Description

About EarnIn

EarnIn is a pioneer in earned wage access, providing financial flexibility for individuals living paycheck to paycheck.

Position Summary

We have a real passion for delivering the best product experience for our community members. We work closely with all teams and share responsibility for rapidly delivering production-ready features to our community.
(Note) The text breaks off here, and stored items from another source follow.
//! Statistics errors

use std::io;

use thiserror::Error;

/// Result type for statistics loading
pub type StatsResult<T> = Result<T, StatsError>;

/// Invalid guidepost construction
#[derive(Debug, Clone, PartialEq, Eq, Error)]
pub enum GuidePostsError {
    #[error("Guidepost count {count} does not match {array} length {len}")]
    LengthMismatch {
        array: &'static str,
        count: usize,
        len: usize,
    },

    #[error("Guidepost keys must not be empty")]
    EmptyKey,

    #[error("Guidepost keys must be strictly ascending")]
    OutOfOrder,

    #[error("Guidepost key of {len} bytes exceeds the {max} byte limit")]
    KeyTooLong { len: usize, max: usize },

    #[error("Maximum key length {max_key_length} exceeds the {encoded_len} encoded key bytes")]
    MaxKeyLengthOutOfRange {
        max_key_length: usize,
        encoded_len: usize,
    },
}

/// Malformed prefix-coded key stream
#[derive(Debug, Clone, PartialEq, Eq, Error)]
pub enum DecodeError {
    #[error("Unexpected end of guidepost stream")]
    UnexpectedEof,

    #[error("Malformed varint")]
    MalformedVarint,

    #[error("Shared prefix of {prefix} bytes exceeds previous key of {previous} bytes")]
    PrefixOutOfRange { prefix: usize, previous: usize },

    #[error("Decoded key of {len} bytes exceeds the {max} byte limit")]
    KeyTooLong { len: usize, max: usize },
}

/// Statistics could not be obtained
#[derive(Debug, Error)]
pub enum StatsError {
    #[error("Statistics source unavailable: {0}")]
    SourceUnavailable(String),

    #[error("No statistics for {0}")]
    TableNotFound(String),

    #[error("Statistics I/O error: {0}")]
    Io(#[from] io::Error),

    #[error("Corrupt statistics for {key}: {reason}")]
    Corrupt { key: String, reason: String },

    #[error("Invalid statistics key {0}")]
    InvalidKey(String),

    #[error("Invalid guideposts: {0}")]
    InvalidGuidePosts(#[from] GuidePostsError),
}

impl StatsError {
    /// Returns true if the statistics simply do not exist
    pub fn is_missing(&self) -> bool {
        matches!(self, StatsError::SourceUnavailable(_) | StatsError::TableNotFound(_))
    }
}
We build or contribute to infrastructure, reliability tooling, and practices that help teams ship quickly and safely.

Responsibilities

Design systems with resilience, graceful degradation, and capacity in mind.
Define and measure SLOs and SLIs that actually reflect what our customers feel.
Use Datadog (logging, metrics, APM) together with CloudWatch to build signal-heavy, noise-light observability.
Configure alerting and routing that reach engineers through incident.io, where we run incident management and on-call, so that when a human gets paged, it really matters.
Continuously improve our incident lifecycle, from fast detection and solid triage, through clear communication, to blameless, actionable follow-ups.
Combine solid software fundamentals with reliability thinking so our systems are highly available, easy to debug, and a joy to work on.

Requirements

A bachelor's or master's degree in computer science or equivalent industry experience.
3+ years of experience in an SRE or Software Engineering role.
Hands-on coding experience in Python and/or Go.
Distributed Systems Expertise , Proven experience designing, operating, and shepherding large-scale distributed systems from design through production, including incident learnings that make on-call quieter over time.
Reliability Engineering Mindset , Deep fluency in SLOs, SLIs, error budgets, and MTTR , using them to drive decisions and explain tradeoffs, not just decorate dashboards.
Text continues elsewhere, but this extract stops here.